Boundaries between numbers and identifiers
In Python 2.5 `0or[]` was accepted by the Python parser. It became an error in 2.6 because "0o" became recognizing as an incomplete octal number. `1or[]` still is accepted. On other hand, `1if 2else 3` is accepted despites the fact that "2e" can be recognized as an incomplete floating point number. In this case the tokenizer pushes "e" back and returns "2". Shouldn't it do the same with "0o"? It is possible to make `0or[]` be parseable again. Python implementation is able to tokenize this example: $ echo '0or[]' | ./python -m tokenize 1,0-1,1: NUMBER '0' 1,1-1,3: NAME 'or' 1,3-1,4: OP '[' 1,4-1,5: OP ']' 1,5-1,6: NEWLINE '\n' 2,0-2,0: ENDMARKER '' On other hand, all these examples look weird. There is an assymmetry: `1or 2` is a valid syntax, but `1 or2` is not. It is hard to recognize visually the boundary between a number and the following identifier or keyword, especially if numbers can contain letters ("b", "e", "j", "o", "x") and underscores, and identifiers can contain digits. On both sides of the boundary can be letters, digits, and underscores. I propose to change the Python syntax by adding a requirement that there should be a whitespace or delimiter between a numeric literal and the following keyword.
On Apr 26, 2018, at 11:37 AM, Serhiy Storchaka <storchaka@gmail.com> wrote:
I propose to change the Python syntax by adding a requirement that there should be a whitespace or delimiter between a numeric literal and the following keyword.
-1 This would make Python 3.8 reject code due to stylistic preference. Code that it actually can unambiguously parse today. I agree that a formatting style that omits whitespace between numerals and other tokens is terrible. However, if you start downright rejecting it, you will likely punish the wrong people. Users of third-party libraries will be met with random parsing errors in files they have no control over. This is not helpful. And given BPO-33338 the standard library tokenizer would have to keep parsing those things as is. Making 0or[] working again is also not worth it since that's been broken since Python 2.6 and hopefully nobody is running Python 2.5-only code anymore. What we should instead is to make the standard library tokenizer reflect the behavior of Python 2.6+. -- Ł
26.04.18 22:02, Lukasz Langa пише:
On Apr 26, 2018, at 11:37 AM, Serhiy Storchaka <storchaka@gmail.com> wrote:
I propose to change the Python syntax by adding a requirement that there should be a whitespace or delimiter between a numeric literal and the following keyword. -1
This would make Python 3.8 reject code due to stylistic preference. Code that it actually can unambiguously parse today.
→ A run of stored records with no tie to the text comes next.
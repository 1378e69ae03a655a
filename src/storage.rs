// Storage module: rehosting. Images are downloaded into memory and put
// into our own S3 bucket with a public-read ACL so the post can link to
// a URL we control.

use reqwest::blocking::Client;
use s3::bucket::Bucket;
use s3::creds::Credentials;
use s3::Region;
use url::Url;
use uuid::Uuid;

use crate::config::StorageConfig;
use crate::error::{PipelineError, Result};

pub const KEY_PREFIX: &str = "images/";
pub const FALLBACK_EXTENSION: &str = "jpg";
// Sent for every object, whatever the extension says.
pub const UPLOAD_CONTENT_TYPE: &str = "image/jpeg";

/// A stored copy of a search result.
#[derive(Clone, Debug, PartialEq, Eq)]
pub struct RehostedImage {
    pub key: String,
    pub public_url: String,
}

pub trait ImageFetcher {
    fn fetch(&self, url: &str) -> Result<Vec<u8>>;
}

/// Destination bucket. `put_public` stores the body world-readable and
/// returns the URL it can be read back from.
pub trait ObjectStore {
    fn put_public(&self, key: &str, body: &[u8], content_type: &str) -> Result<String>;
}

#[derive(Clone)]
pub struct HttpFetcher {
    client: Client,
}

impl HttpFetcher {
    pub fn new() -> Result<Self> {
        let client = Client::builder().build().map_err(|e| PipelineError::Download {
            url: String::new(),
            reason: format!("failed to build HTTP client: {}", e),
        })?;
        Ok(HttpFetcher { client })
    }
}

impl ImageFetcher for HttpFetcher {
    fn fetch(&self, url: &str) -> Result<Vec<u8>> {
        let download_error = |reason: String| PipelineError::Download {
            url: url.to_string(),
            reason,
        };
        let res = self
            .client
            .get(url)
            .send()
            .map_err(|e| download_error(e.to_string()))?;
        if !res.status().is_success() {
            return Err(download_error(format!("server answered {}", res.status())));
        }
        let bytes = res.bytes().map_err(|e| download_error(e.to_string()))?;
        Ok(bytes.to_vec())
    }
}

pub struct S3Store {
    bucket: Box<Bucket>,
    region: String,
    public_base_url: Option<String>,
}

impl S3Store {
    pub fn new(config: &StorageConfig) -> Result<Self> {
        let credentials = Credentials::new(
            Some(config.access_key.as_str()),
            Some(config.secret_key.as_str()),
            None,
            None,
            None,
        )
        .map_err(|e| PipelineError::Config(format!("invalid storage credentials: {}", e)))?;
        let region: Region = config
            .region
            .parse()
            .map_err(|e| PipelineError::Config(format!("invalid region {}: {}", config.region, e)))?;
        let mut bucket = Bucket::new(&config.bucket, region, credentials)
            .map_err(|e| PipelineError::Config(format!("invalid bucket {}: {}", config.bucket, e)))?;
        bucket.add_header("x-amz-acl", "public-read");

        Ok(S3Store {
            bucket,
            region: config.region.clone(),
            public_base_url: config.public_base_url.clone(),
        })
    }

    fn public_url(&self, key: &str) -> String {
        match &self.public_base_url {
            Some(base) => format!("{}/{}", base.trim_end_matches('/'), key),
            None => format!(
                "https://{}.s3.{}.amazonaws.com/{}",
                self.bucket.name(),
                self.region,
                key
            ),
        }
    }
}

impl ObjectStore for S3Store {
    fn put_public(&self, key: &str, body: &[u8], content_type: &str) -> Result<String> {
        let response = self
            .bucket
            .put_object_with_content_type(key, body, content_type)
            .map_err(|e| PipelineError::Upload(e.to_string()))?;
        let status = response.status_code();
        if !(200..300).contains(&status) {
            let detail = String::from_utf8_lossy(response.bytes()).into_owned();
            return Err(PipelineError::Upload(format!("{} - {}", status, detail)));
        }
        Ok(self.public_url(key))
    }
}

/// Download `source_url` and put it into the store under a fresh key.
/// One attempt only.
pub fn rehost(
    fetcher: &dyn ImageFetcher,
    store: &dyn ObjectStore,
    source_url: &str,
) -> Result<RehostedImage> {
    let body = fetcher.fetch(source_url)?;
    if body.is_empty() {
        return Err(PipelineError::Download {
            url: source_url.to_string(),
            reason: "empty response body".into(),
        });
    }

    let key = object_key(&extension_for(source_url));
    tracing::debug!(%key, bytes = body.len(), "uploading image");
    let public_url = store.put_public(&key, &body, UPLOAD_CONTENT_TYPE)?;
    Ok(RehostedImage { key, public_url })
}

/// File extension taken from the URL path, `jpg` when there is none
/// usable.
pub fn extension_for(source_url: &str) -> String {
    let path = match Url::parse(source_url) {
        Ok(url) => url.path().to_string(),
        Err(_) => source_url
            .split(|c: char| c == '?' || c == '#')
            .next()
            .unwrap_or("")
            .to_string(),
    };
    let file_name = path.rsplit('/').next().unwrap_or("");
    match file_name.rsplit_once('.') {
        Some((stem, ext))
            if !stem.is_empty()
                && (1..=5).contains(&ext.len())
                && ext.chars().all(|c| c.is_ascii_alphanumeric()) =>
        {
            ext.to_ascii_lowercase()
        }
        _ => FALLBACK_EXTENSION.to_string(),
    }
}

/// `images/img_<uuid>.<ext>`; unique per call.
pub fn object_key(extension: &str) -> String {
    format!(
        "{}img_{}.{}",
        KEY_PREFIX,
        Uuid::new_v4().simple(),
        extension
    )
}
Of course I don't propose to make it a syntax error in 3.8. It should first emit a SyntaxWarning and be converted into an error only in 3.10. Or maybe first add a rule for this in PEP 8 and make it a syntax error in distant future, after all style checkers include it.
I agree that a formatting style that omits whitespace between numerals and other tokens is terrible. However, if you start downright rejecting it, you will likely punish the wrong people. Users of third-party libraries will be met with random parsing errors in files they have no control over. This is not helpful.
And given BPO-33338 the standard library tokenizer would have to keep parsing those things as is.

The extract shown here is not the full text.